The six principles are largely common sense, but it’s good to be reminded of our impact on others in daily encounters.
One part of this book I really liked was the recommendation to try and get to know other people by asking them about themselves. I also read about this strategy in Dale Carnegie’s book, How to Win Friends and Influence People (1937). It makes perfect sense–if you’re genuinely interested in people: who they are and what makes them tick–you should ask them to tell you about themselves.
Also, I like the way the book emphasizes community–we’re taught to take all we can for ourselves in our individualist-centered, capitalist society. But, humans are wired to be community-oriented. After all, our brains are hard-wired for language (Eliot, 2000; Lakoff, 2010, Pinker, 2008; and others), which is our way of communicating with others in our group and maintaining our relationships. Life is not a zero-sum game–if the other person wins, that does not mean that I automatically lose. When you learn to shed the me vs. you mentality, you open up opportunities for everyone.

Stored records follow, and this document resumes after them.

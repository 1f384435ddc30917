//! Tokenizers for the per-unit attribute strings.
//!
//! Units carry their options and auxiliary sources as single strings. These
//! are split here, once, at the load boundary.

/// Splits an options string on whitespace.
///
/// An empty or all-whitespace string yields no tokens. Quoting is not
/// interpreted; option values containing spaces are not supported.
pub fn split_options(input: &str) -> Vec<String> {
    input.split_whitespace().map(str::to_string).collect()
}

/// Tokenizes an auxiliary-sources string.
///
/// Tokens are separated by whitespace. A token wrapped in double or single
/// quotes keeps its inner whitespace and loses the quotes. In a bare token,
/// `\ ` stands for a literal space.
pub fn parse_sources(input: &str) -> Vec<String> {
    let mut tokens = Vec::new();
    let mut chars = input.chars().peekable();

    while let Some(&c) = chars.peek() {
        if c.is_whitespace() {
            chars.next();
            continue;
        }

        if c == '"' || c == '\'' {
            chars.next();
            let mut token = String::new();
            let mut closed = false;
            for inner in chars.by_ref() {
                if inner == c {
                    closed = true;
                    break;
                }
                token.push(inner);
            }
            if closed {
                tokens.push(token);
            } else {
                // Unterminated quote: keep the opening quote as part of a bare token.
                let mut bare = String::from(c);
                bare.push_str(&token);
                tokens.extend(split_bare(&bare));
            }
            continue;
        }

        let mut token = String::new();
        while let Some(&next) = chars.peek() {
            if next.is_whitespace() {
                break;
            }
            chars.next();
            if next == '\\' && chars.peek() == Some(&' ') {
                chars.next();
                token.push(' ');
            } else {
                token.push(next);
            }
        }
        tokens.push(token);
    }

    tokens
}

fn split_bare(input: &str) -> Vec<String> {
    input.split_whitespace().map(str::to_string).collect()
}
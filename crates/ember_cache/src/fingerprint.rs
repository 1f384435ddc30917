//! Per-file fingerprints.

use std::path::Path;

use ember_common::ContentHash;
use serde::{Deserialize, Serialize};

use crate::error::CacheError;

/// A comparable summary of one file's content.
///
/// The content hash is authoritative. The length is compared first so that
/// a size change is detected without reading the file.
#[derive(Debug, Clone, Copy, PartialEq, Eq, Serialize, Deserialize)]
pub struct Fingerprint {
    /// File length in bytes.
    pub len: u64,
    /// XXH3-128 hash of the file content.
    pub hash: ContentHash,
}

impl Fingerprint {
    /// Computes the fingerprint of in-memory content.
    pub fn of_bytes(content: &[u8]) -> Self {
        Self {
            len: content.len() as u64,
            hash: ContentHash::from_bytes(content),
        }
    }

    /// Reads a file and computes its fingerprint.
    pub fn of_file(path: &Path) -> Result<Self, CacheError> {
        let content = std::fs::read(path).map_err(|e| CacheError::Io {
            path: path.to_path_buf(),
            source: e,
        })?;
        Ok(Self::of_bytes(&content))
    }

    /// Returns `true` if the file at `path` still has this fingerprint.
    ///
    /// A file that is missing or unreadable never matches.
    pub fn matches_file(&self, path: &Path) -> bool {
        match std::fs::metadata(path) {
            Ok(meta) if meta.is_file() && meta.len() == self.len => {}
            _ => return false,
        }
        Self::of_file(path).map(|fp| fp == *self).unwrap_or(false)
    }
}

#[cfg(test)]
mod tests {
    use super::*;

    #[test]
    fn of_file_deterministic() {
        let dir = tempfile::tempdir().unwrap();
        let path = dir.path().join("a.cc");
        std::fs::write(&path, "int main() { return 0; }").unwrap();

        let a = Fingerprint::of_file(&path).unwrap();
        let b = Fingerprint::of_file(&path).unwrap();
        assert_eq!(a, b);
        assert_eq!(a.len, 24);
    }

    #[test]
    fn of_file_matches_of_bytes() {
        let dir = tempfile::tempdir().unwrap();
        let path = dir.path().join("h.h");
        std::fs::write(&path, "#pragma once\n").unwrap();
        assert_eq!(
            Fingerprint::of_file(&path).unwrap(),
            Fingerprint::of_bytes(b"#pragma once\n")
        );
    }

    #[test]
    fn of_file_nonexistent_errors() {
        let result = Fingerprint::of_file(Path::new("/nonexistent/file.cc"));
        assert!(matches!(result, Err(CacheError::Io { .. })));
    }

    #[test]
    fn matches_file_detects_same_length_edit() {
        let dir = tempfile::tempdir().unwrap();
        let path = dir.path().join("h.h");
        std::fs::write(&path, "#define X 1\n").unwrap();
        let fp = Fingerprint::of_file(&path).unwrap();
        assert!(fp.matches_file(&path));

        std::fs::write(&path, "#define X 2\n").unwrap();
        assert!(!fp.matches_file(&path));
    }

    #[test]
    fn matches_file_missing_is_false() {
        let dir = tempfile::tempdir().unwrap();
        let fp = Fingerprint::of_bytes(b"gone");
        assert!(!fp.matches_file(&dir.path().join("gone.h")));
    }

    #[test]
    fn matches_file_directory_is_false() {
        let dir = tempfile::tempdir().unwrap();
        let fp = Fingerprint::of_bytes(b"");
        assert!(!fp.matches_file(dir.path()));
    }
}
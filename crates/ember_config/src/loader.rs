//! Configuration file loading and validation.

use crate::error::ConfigError;
use crate::types::ProjectConfig;
use std::collections::HashSet;
use std::path::Path;

/// Name of the configuration file at the project root.
pub const CONFIG_FILE: &str = "ember.toml";

/// Loads and validates an `ember.toml` configuration from a project directory.
///
/// Reads `<project_dir>/ember.toml`, parses it, and validates it.
pub fn load_config(project_dir: &Path) -> Result<ProjectConfig, ConfigError> {
    let config_path = project_dir.join(CONFIG_FILE);
    let content = std::fs::read_to_string(&config_path).map_err(|source| ConfigError::IoError {
        path: config_path.clone(),
        source,
    })?;
    load_config_from_str(&content)
}

/// Parses and validates an `ember.toml` configuration from a string.
///
/// Useful for testing without filesystem dependencies.
pub fn load_config_from_str(content: &str) -> Result<ProjectConfig, ConfigError> {
    let config: ProjectConfig =
        toml::from_str(content).map_err(|e| ConfigError::ParseError(e.to_string()))?;
    validate_config(&config)?;
    Ok(config)
}

/// Validates required fields and the consistency of configuration values.
fn validate_config(config: &ProjectConfig) -> Result<(), ConfigError> {
    if config.toolchain.program.trim().is_empty() {
        return Err(ConfigError::MissingField("toolchain.program".to_string()));
    }
    if config.output.dir.is_some() && config.output.file.is_some() {
        return Err(ConfigError::ValidationError(
            "output.dir and output.file are mutually exclusive".to_string(),
        ));
    }
    let mut seen = HashSet::new();
    for (i, unit) in config.units.iter().enumerate() {
        if unit.path.trim().is_empty() {
            return Err(ConfigError::MissingField(format!("units[{i}].path")));
        }
        if !ember_common::is_translatable(Path::new(&unit.path)) {
            return Err(ConfigError::ValidationError(format!(
                "unit '{}' is not a C or C++ source (.c, .cc, .cpp, .cxx)",
                unit.path
            )));
        }
        let dir = Path::new(unit.resolve_dir.as_deref().unwrap_or("."));
        if !seen.insert(ember_common::normalize(&dir.join(&unit.path))) {
            return Err(ConfigError::ValidationError(format!(
                "unit '{}' is declared more than once",
                unit.path
            )));
        }
    }
    Ok(())
}

#[cfg(test)]
mod tests {
    use super::*;

    #[test]
    fn parse_empty_config_uses_defaults() {
        let config = load_config_from_str("").unwrap();
        assert_eq!(config.toolchain.program, "emcc");
        assert!(config.units.is_empty());
        assert_eq!(config.build.jobs, 0);
        assert!(!config.build.verbose);
    }

    #[test]
    fn parse_full_config() {
        let toml = r#"
[toolchain]
program = "/opt/emsdk/upstream/emscripten/emcc"
options = ["-Iinclude", "-sEXPORTED_FUNCTIONS=_main"]
baseline_flags = ["-O3"]

[output]
dir = "public/wasm"

[cache]
dir = ".cache/ember"

[build]
jobs = 4
verbose = true

[[units]]
path = "src/a.cc"

[[units]]
path = "lib/b.cpp"
resolve_dir = "lib"
options = "-O2 -sEXPORTED_FUNCTIONS=_helper"
sources = "util.cc 'with space.cc'"
"#;
        let config = load_config_from_str(toml).unwrap();
        assert_eq!(config.toolchain.program, "/opt/emsdk/upstream/emscripten/emcc");
        assert_eq!(config.toolchain.options.len(), 2);
        assert_eq!(config.toolchain.baseline_flags, vec!["-O3"]);
        assert_eq!(config.output.dir.as_deref(), Some("public/wasm"));
        assert_eq!(config.build.jobs, 4);
        assert!(config.build.verbose);
        assert_eq!(config.units.len(), 2);
        assert_eq!(config.units[1].resolve_dir.as_deref(), Some("lib"));
        assert_eq!(
            config.units[1].sources.as_deref(),
            Some("util.cc 'with space.cc'")
        );
    }

    #[test]
    fn empty_unit_path_errors() {
        let toml = r#"
[[units]]
path = ""
"#;
        let err = load_config_from_str(toml).unwrap_err();
        assert!(matches!(err, ConfigError::MissingField(ref f) if f == "units[0].path"));
    }

    #[test]
    fn non_translatable_unit_errors() {
        let toml = r#"
[[units]]
path = "include/a.h"
"#;
        let err = load_config_from_str(toml).unwrap_err();
        assert!(matches!(err, ConfigError::ValidationError(_)));
    }

    #[test]
    fn duplicate_unit_errors() {
        let toml = r#"
[[units]]
path = "src/a.cc"

[[units]]
path = "a.cc"
resolve_dir = "./src"
"#;
        let err = load_config_from_str(toml).unwrap_err();
        assert!(err.to_string().contains("declared more than once"));

        let distinct = "[[units]]\npath = \"src/a.cc\"\n[[units]]\npath = \"lib/a.cc\"\n";
        assert_eq!(load_config_from_str(distinct).unwrap().units.len(), 2);
    }

    #[test]
    fn empty_program_errors() {
        let toml = r#"
[toolchain]
program = " "
"#;
        let err = load_config_from_str(toml).unwrap_err();
        assert!(matches!(err, ConfigError::MissingField(_)));
    }

    #[test]
    fn dir_and_file_conflict() {
        let toml = r#"
[output]
dir = "dist"
file = "dist/bundle.js"
"#;
        let err = load_config_from_str(toml).unwrap_err();
        assert!(matches!(err, ConfigError::ValidationError(_)));
    }

    #[test]
    fn invalid_toml_errors() {
        let err = load_config_from_str("this is not valid toml {{{}}}").unwrap_err();
        assert!(matches!(err, ConfigError::ParseError(_)));
    }

    #[test]
    fn load_from_directory() {
        let dir = tempfile::tempdir().unwrap();
        std::fs::write(
            dir.path().join(CONFIG_FILE),
            "[[units]]\npath = \"main.c\"\n",
        )
        .unwrap();
        let config = load_config(dir.path()).unwrap();
        assert_eq!(config.units[0].path, "main.c");
    }

    #[test]
    fn io_error_from_nonexistent_dir() {
        let err = load_config(Path::new("/nonexistent/dir")).unwrap_err();
        assert!(matches!(err, ConfigError::IoError { .. }));
    }
}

I enjoyed the chapter on saying “yes” because this is a very effective strategy I learned from a manager I once worked for. We were working on a software project, and the users kept adding features in meeting after meeting. I was exhausted from trying to manage their expectations, so I asked this manager for help working with the users. She said, I should just say “yes” to their requests. I was incredulous. But, then she explained that I should say “yes AND… , ” which goes something like this, “Yes, I agree the feature would be a great addition to the software… and, it will delay the project due date by two months, so we will likely be finishing in June instead of April.” See how that works?
But, saying “yes” is not just a way to show people consequences, it also opens you up to opportunities you might have otherwise missed. The best example I can think of is when you are invited somewhere, and you’d rather stay home with a good book (yes, this is for the shy people of the world). But, you can say, “yes” and actually enjoy meeting others and having new experiences.
Even though the authors say that nice must be genuine, there is somewhat a karma or what-goes-around-comes-around feel to this book. I believe the authors are simply saying there are more rewards to being nice that just the comfort of knowing you are nice. But, for people who are just naturally considerate, there is simply no other way to do things. So, it’s good to know there might be some reward in it someday.
Overall, it was a quick read and an interesting book. The book contains many stories and anecdotes. I’ll admit, one of the reasons I continue to read books about business successes is for the anecdotes. I’m nosey, and I like reading these little sound-bytes about other people’s lives. Plus, they are an excellent description of the book concepts in action. The book draws knowledge from well-known books on business leadership, so it’s well thought-out and researched compared to other books in the field.
Carnegie, D. (1937). How to Win Friends and Influence People. New York, NY, USA: Simon and Schuster.
Eliot, L. (2000). What’s Going on in There? How the Brain and Mind Develop in the First Five Years of Life. New York City, NY: Bantam.
Lakoff, G. (2008). The political mind: Why you can’t understand 21st century American politics with an 18th century brain. New York, NY, USA: Penguin.
Pinker, S. (2007). The Stuff of Thought: Language as a Window into Human Nature. New York, NY: Viking.